Brakes, such as those used on aircraft wheels, often include a brake disk stack comprising a plurality of rotors connected to a wheel which rotors rotate between a plurality of stators fixed to a torque tube on a wheel support. An actuator is used to compress the brake disk stack and bring the rotors and stators into contact in order to slow the wheel.
In electric brakes, the actuator is an electromechanical actuator having a piston that is driven toward and away from the brake disk stack by an electric motor. It is generally necessary to maintain power to the electric motor to hold the actuator against the brake disk stack with a given braking force. However, if a braking force needs to be held for a relatively long time, while an aircraft is parked, for example, a continued application of pressure by the piston wastes energy, generates excess heat, and may prematurely wear out the electric motor.
It is known that a parking (or long term) brake function can be achieved with electric brakes by applying pressure against the brake disk stack and then mechanically locking the shaft of the motor that drives the actuator. Power can then be removed from actuator, and the locked motor shaft will prevent the actuator from moving. In this manner, the wheels of an aircraft can be locked for relatively long periods of time, overnight, for example, using little or no power to maintain a required braking force.
The temperature of an aircraft brake system increases significantly after a landing, and this temperature increase causes the heated parts of the brake system to expand. As heat from the brake disks is transferred to the torque tube supporting the stators, the torque tube heats and expands, carrying the brake disk stack away from the piston. Therefore, if the piston is locked in place shortly after a landing, the brake force generated by the piston will decrease for several minutes thereafter as the torque tube heats and expands and moves away from the piston. Then, as the torque tube cools, it will contract and move the brake disk stack back toward the piston. Since the piston was locked in place when the torque tube was hot, when the torque tube cools it will press the brake disks against the piston with a great force and may damage or destroy the brake and actuator.

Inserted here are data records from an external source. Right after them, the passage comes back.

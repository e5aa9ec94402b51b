// Copyright (C) 2026 The Hemolink Authors
// Use of this source code is governed by an MIT-style
// license that can be found in the LICENSE file or at
// https://opensource.org/licenses/MIT.

//! Live change streaming over WebSocket.
//!
//! Every committed store write is forwarded to connected clients as a JSON
//! [`LiveEvent`]. Events only say what changed. Clients re-read the HTTP
//! endpoints for current data.

use axum::{
    extract::{
        State as AxumState, WebSocketUpgrade,
        ws::{Message, WebSocket},
    },
    response::Response,
};
use futures::{SinkExt, stream::StreamExt};
use hemolink::{ChangeEvent, DonationStore};
use hemolink_api::LiveEvent;
use tokio::sync::broadcast::{self, error::RecvError};
use tracing::{debug, error, info, warn};

use crate::AppState;

/// Message sent to each client when it connects.
pub const CONNECTED_MESSAGE: &str = "Connected to Hemolink live updates";

/// Serializes a live event for the wire.
pub fn encode_event(event: &LiveEvent) -> Option<String> {
    match serde_json::to_string(event) {
        Ok(json) => Some(json),
        Err(e) => {
            error!(?e, "Failed to serialize live event");
            None
        }
    }
}

/// Handles WebSocket upgrade requests for live event streaming.
///
/// The change feed is subscribed before the upgrade completes so no write
/// committed after the handshake is missed.
///
/// # Arguments
///
/// * `ws` - WebSocket upgrade request
/// * `app_state` - The application state holding the store
pub async fn live_events_handler(
    ws: WebSocketUpgrade,
    AxumState(app_state): AxumState<AppState>,
) -> Response {
    let changes: broadcast::Receiver<ChangeEvent> = app_state.services.store.changes();
    ws.on_upgrade(move |socket| handle_socket(socket, changes))
}

/// Sends a connection confirmation, then forwards change events until the
/// client disconnects or the feed closes.
async fn handle_socket(socket: WebSocket, mut changes: broadcast::Receiver<ChangeEvent>) {
    info!("Client connected to live event stream");

    let (mut sender, mut receiver) = socket.split();

    let connected: LiveEvent = LiveEvent::Connected {
        message: String::from(CONNECTED_MESSAGE),
    };
    if let Some(json) = encode_event(&connected)
        && sender.send(Message::Text(json.into())).await.is_err()
    {
        warn!("Failed to send connection confirmation");
        return;
    }

    let mut send_task = tokio::spawn(async move {
        loop {
            let event: LiveEvent = match changes.recv().await {
                Ok(change) => LiveEvent::from(&change),
                Err(RecvError::Lagged(skipped)) => {
                    warn!(skipped, "Live client lagged behind the change feed");
                    continue;
                }
                Err(RecvError::Closed) => break,
            };
            let Some(json) = encode_event(&event) else {
                continue;
            };
            if sender.send(Message::Text(json.into())).await.is_err() {
                break;
            }
        }
    });

    // Clients never send commands; drain until they close.
    let mut recv_task = tokio::spawn(async move {
        while let Some(msg) = receiver.next().await {
            match msg {
                Ok(Message::Text(_) | Message::Binary(_)) => {
                    warn!("Received unexpected message from client, ignoring");
                }
                Ok(Message::Close(_)) => {
                    debug!("Client sent close frame");
                    break;
                }
                Ok(Message::Ping(_) | Message::Pong(_)) => {}
                Err(e) => {
                    error!(?e, "WebSocket receive error");
                    break;
                }
            }
        }
    });

    tokio::select! {
        _ = &mut send_task => {
            debug!("Send task completed");
            recv_task.abort();
        }
        _ = &mut recv_task => {
            debug!("Receive task completed");
            send_task.abort();
        }
    }

    info!("Client disconnected from live event stream");
}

This problem can be avoided by maintaining power to the brake controller and continuously measuring the force exerted by the piston on the brake stack (or vice versa) and adjusting the position of the piston in order to maintain the brake force between a given minimum and maximum. Alternately, to conserve power, the control system may be shut down and then periodically powered up to determine whether a change in brake piston position is needed. However, it may take several hours for aircraft brakes to fully cool, and thus the control system must stay active, or be repeatedly reactivated, for a period of several hours. It would be desirable to provide a system for adjusting brake piston position in response to brake temperature changes that will accommodate brake heating and cooling after a landing while at the same time conserving power and minimizing involvement of a control system.